┌────────

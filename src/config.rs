use std::{path::Path, time::Duration};

use ::config::{Config, Environment, File, FileFormat};
use serde::{Deserialize, Serialize};

use crate::storage::RollupWriteMode;

pub const ENV_PREFIX: &str = "ROLLUPD";

#[derive(Debug, Default, Clone, Deserialize, Serialize)]
#[serde(default)]
pub struct RollupdConfig {
    pub queue: QueueConfig,
    pub storage: StorageConfig,
    pub pool: PoolConfig,
    pub api: ApiConfig,
}

#[derive(Debug, Clone, Deserialize, Serialize)]
#[serde(default)]
pub struct QueueConfig {
    pub host: String,
    pub port: u16,
    /// queue (topic) name
    pub name: String,
    /// shared subscription group, consumers in the same group split the queue
    pub group: String,
    /// prefix for per worker client ids, defaults to `<group>_<hostname>`.
    /// Must stay the same across restarts for sessions to be resumed.
    pub client_id: Option<String>,
    /// max unacknowledged deliveries per worker
    pub credit_window: usize,
    /// `None` requeues malformed deliveries forever
    pub max_redeliveries: Option<u32>,
    /// defaults to `<name>.dead`
    pub dead_letter: Option<String>,
    pub keep_alive_secs: u64,
    pub username: Option<String>,
    pub password: Option<String>,
}

#[derive(Debug, Clone, Deserialize, Serialize)]
#[serde(default)]
pub struct StorageConfig {
    pub path: String,
    /// `None` lets a write block forever
    pub write_timeout_ms: Option<u64>,
    pub rollup_mode: RollupWriteMode,
}

#[derive(Debug, Clone, Deserialize, Serialize)]
#[serde(default)]
pub struct PoolConfig {
    pub workers: usize,
    /// replace workers that failed
    pub restart: bool,
    pub backoff_initial_ms: u64,
    pub backoff_max_ms: u64,
    /// per slot, `None` is unlimited
    pub max_restarts: Option<u32>,
}

#[derive(Debug, Clone, Deserialize, Serialize)]
#[serde(default)]
pub struct ApiConfig {
    /// ex. `0.0.0.0:3000`, `None` disables the http api
    pub listen: Option<String>,
    pub recent_limit: usize,
}

#[derive(thiserror::Error, Debug)]
pub enum ConfigError {
    #[error("config error: {0}")]
    Load(#[from] ::config::ConfigError),
    #[error("pool needs at least one worker")]
    NoWorkers,
    #[error("queue name cannot be empty")]
    EmptyQueueName,
}

impl Default for QueueConfig {
    fn default() -> Self {
        Self {
            host: "localhost".to_string(),
            port: 1883,
            name: "hello".to_string(),
            group: "rollupd".to_string(),
            client_id: None,
            credit_window: 10_000,
            max_redeliveries: None,
            dead_letter: None,
            keep_alive_secs: 5,
            username: None,
            password: None,
        }
    }
}

impl Default for StorageConfig {
    fn default() -> Self {
        Self {
            path: "./rollupd.sqlite".to_string(),
            write_timeout_ms: None,
            rollup_mode: RollupWriteMode::default(),
        }
    }
}

impl Default for PoolConfig {
    fn default() -> Self {
        Self {
            workers: 2,
            restart: true,
            backoff_initial_ms: 500,
            backoff_max_ms: 30_000,
            max_restarts: None,
        }
    }
}

impl Default for ApiConfig {
    fn default() -> Self {
        Self {
            listen: None,
            recent_limit: 1000,
        }
    }
}

impl QueueConfig {
    pub fn subscription(&self) -> String {
        format!("$share/{}/{}", self.group, self.name)
    }

    pub fn client_id(&self) -> String {
        self.client_id
            .clone()
            .unwrap_or_else(|| format!("{}_{}", self.group, hostname()))
    }

    pub fn dead_letter_topic(&self) -> String {
        self.dead_letter
            .clone()
            .unwrap_or_else(|| format!("{}.dead", self.name))
    }
}

fn hostname() -> String {
    std::env::var("HOSTNAME")
        .ok()
        .or_else(|| std::fs::read_to_string("/etc/hostname").ok())
        .map(|h| h.trim().to_string())
        .filter(|h| !h.is_empty())
        .unwrap_or_else(|| "localhost".to_string())
}

impl StorageConfig {
    pub fn write_timeout(&self) -> Option<Duration> {
        self.write_timeout_ms.map(Duration::from_millis)
    }
}

impl RollupdConfig {
    /// Reads an optional RON file, then `ROLLUPD__SECTION__KEY` env vars on top.
    pub fn load(file_path: &Path) -> Result<Self, ConfigError> {
        let cfg: Self = Config::builder()
            .add_source(File::from(file_path).format(FileFormat::Ron).required(false))
            .add_source(
                Environment::with_prefix(ENV_PREFIX)
                    .prefix_separator("__")
                    .separator("__")
                    .try_parsing(true),
            )
            .build()?
            .try_deserialize()?;
        cfg.validate()
    }

    pub fn parse(s: &str) -> Result<Self, ConfigError> {
        let cfg: Self = Config::builder()
            .add_source(File::from_str(s, FileFormat::Ron))
            .build()?
            .try_deserialize()?;
        cfg.validate()
    }

    fn validate(self) -> Result<Self, ConfigError> {
        if self.pool.workers == 0 {
            return Err(ConfigError::NoWorkers);
        }
        if self.queue.name.is_empty() {
            return Err(ConfigError::EmptyQueueName);
        }
        Ok(self)
    }
}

└────────

■ **Exercise instructions**
Would you write out all of the data again, unchanged?

■ **Final answer**
filename src/config.rs
use std::{path::Path, time::Duration};

use ::config::{Config, Environment, File, FileFormat};
use serde::{Deserialize, Serialize};

use crate::storage::RollupWriteMode;

pub const ENV_PREFIX: &str = "ROLLUPD";

#[derive(Debug, Default, Clone, Deserialize, Serialize)]
#[serde(default)]
pub struct RollupdConfig {
    pub queue: QueueConfig,
    pub storage: StorageConfig,
    pub pool: PoolConfig,
    pub api: ApiConfig,
}

#[derive(Debug, Clone, Deserialize, Serialize)]
#[serde(default)]
pub struct QueueConfig {
    pub host: String,
    pub port: u16,
    /// queue (topic) name
    pub name: String,
    /// shared subscription group, consumers in the same group split the queue
    pub group: String,
    /// prefix for per worker client ids, defaults to `<group>_<hostname>`.
    /// Must stay the same across restarts for sessions to be resumed.
    pub client_id: Option<String>,
    /// max unacknowledged deliveries per worker
    pub credit_window: usize,
    /// `None` requeues malformed deliveries forever
    pub max_redeliveries: Option<u32>,
    /// defaults to `<name>.dead`
    pub dead_letter: Option<String>,
    pub keep_alive_secs: u64,
    pub username: Option<String>,
    pub password: Option<String>,
}

#[derive(Debug, Clone, Deserialize, Serialize)]
#[serde(default)]
pub struct StorageConfig {
    pub path: String,
    /// `None` lets a write block forever
    pub write_timeout_ms: Option<u64>,
    pub rollup_mode: RollupWriteMode,
}

#[derive(Debug, Clone, Deserialize, Serialize)]
#[serde(default)]
pub struct PoolConfig {
    pub workers: usize,
    /// replace workers that failed
    pub restart: bool,
    pub backoff_initial_ms: u64,
    pub backoff_max_ms: u64,
    /// per slot, `None` is unlimited
    pub max_restarts: Option<u32>,
}

#[derive(Debug, Clone, Deserialize, Serialize)]
#[serde(default)]
pub struct ApiConfig {
    /// ex. `0.0.0.0:3000`, `None` disables the http api
    pub listen: Option<String>,
    pub recent_limit: usize,
}

#[derive(thiserror::Error, Debug)]
pub enum ConfigError {
    #[error("config error: {0}")]
    Load(#[from] ::config::ConfigError),
    #[error("pool needs at least one worker")]
    NoWorkers,
    #[error("queue name cannot be empty")]
    EmptyQueueName,
}

impl Default for QueueConfig {
    fn default() -> Self {
        Self {
            host: "localhost".to_string(),
            port: 1883,
            name: "hello".to_string(),
            group: "rollupd".to_string(),
            client_id: None,
            credit_window: 10_000,
            max_redeliveries: None,
            dead_letter: None,
            keep_alive_secs: 5,
            username: None,
            password: None,
        }
    }
}

impl Default for StorageConfig {
    fn default() -> Self {
        Self {
            path: "./rollupd.sqlite".to_string(),
            write_timeout_ms: None,
            rollup_mode: RollupWriteMode::default(),
        }
    }
}

impl Default for PoolConfig {
    fn default() -> Self {
        Self {
            workers: 2,
            restart: true,
            backoff_initial_ms: 500,
            backoff_max_ms: 30_000,
            max_restarts: None,
        }
    }
}

impl Default for ApiConfig {
    fn default() -> Self {
        Self {
            listen: None,
            recent_limit: 1000,
        }
    }
}

impl QueueConfig {
    pub fn subscription(&self) -> String {
        format!("$share/{}/{}", self.group, self.name)
    }

    pub fn client_id(&self) -> String {
        self.client_id
            .clone()
            .unwrap_or_else(|| format!("{}_{}", self.group, hostname()))
    }

    pub fn dead_letter_topic(&self) -> String {
        self.dead_letter
            .clone()
            .unwrap_or_else(|| format!("{}.dead", self.name))
    }
}

fn hostname() -> String {
    std::env::var("HOSTNAME")
        .ok()
        .or_else(|| std::fs::read_to_string("/etc/hostname").ok())
        .map(|h| h.trim().to_string())
        .filter(|h| !h.is_empty())
        .unwrap_or_else(|| "localhost".to_string())
}

impl StorageConfig {
    pub fn write_timeout(&self) -> Option<Duration> {
        self.write_timeout_ms.map(Duration::from_millis)
    }
}

impl RollupdConfig {
    /// Reads an optional RON file, then `ROLLUPD__SECTION__KEY` env vars on top.
    pub fn load(file_path: &Path) -> Result<Self, ConfigError> {
        let cfg: Self = Config::builder()
            .add_source(File::from(file_path).format(FileFormat::Ron).required(false))
            .add_source(
                Environment::with_prefix(ENV_PREFIX)
                    .prefix_separator("__")
                    .separator("__")
                    .try_parsing(true),
            )
            .build()?
            .try_deserialize()?;
        cfg.validate()
    }

    pub fn parse(s: &str) -> Result<Self, ConfigError> {
        let cfg: Self = Config::builder()
            .add_source(File::from_str(s, FileFormat::Ron))
            .build()?
            .try_deserialize()?;
        cfg.validate()
    }

    fn validate(self) -> Result<Self, ConfigError> {
        if self.pool.workers == 0 {
            return Err(ConfigError::NoWorkers);
        }
        if self.queue.name.is_empty() {
            return Err(ConfigError::EmptyQueueName);
        }
        Ok(self)
    }
}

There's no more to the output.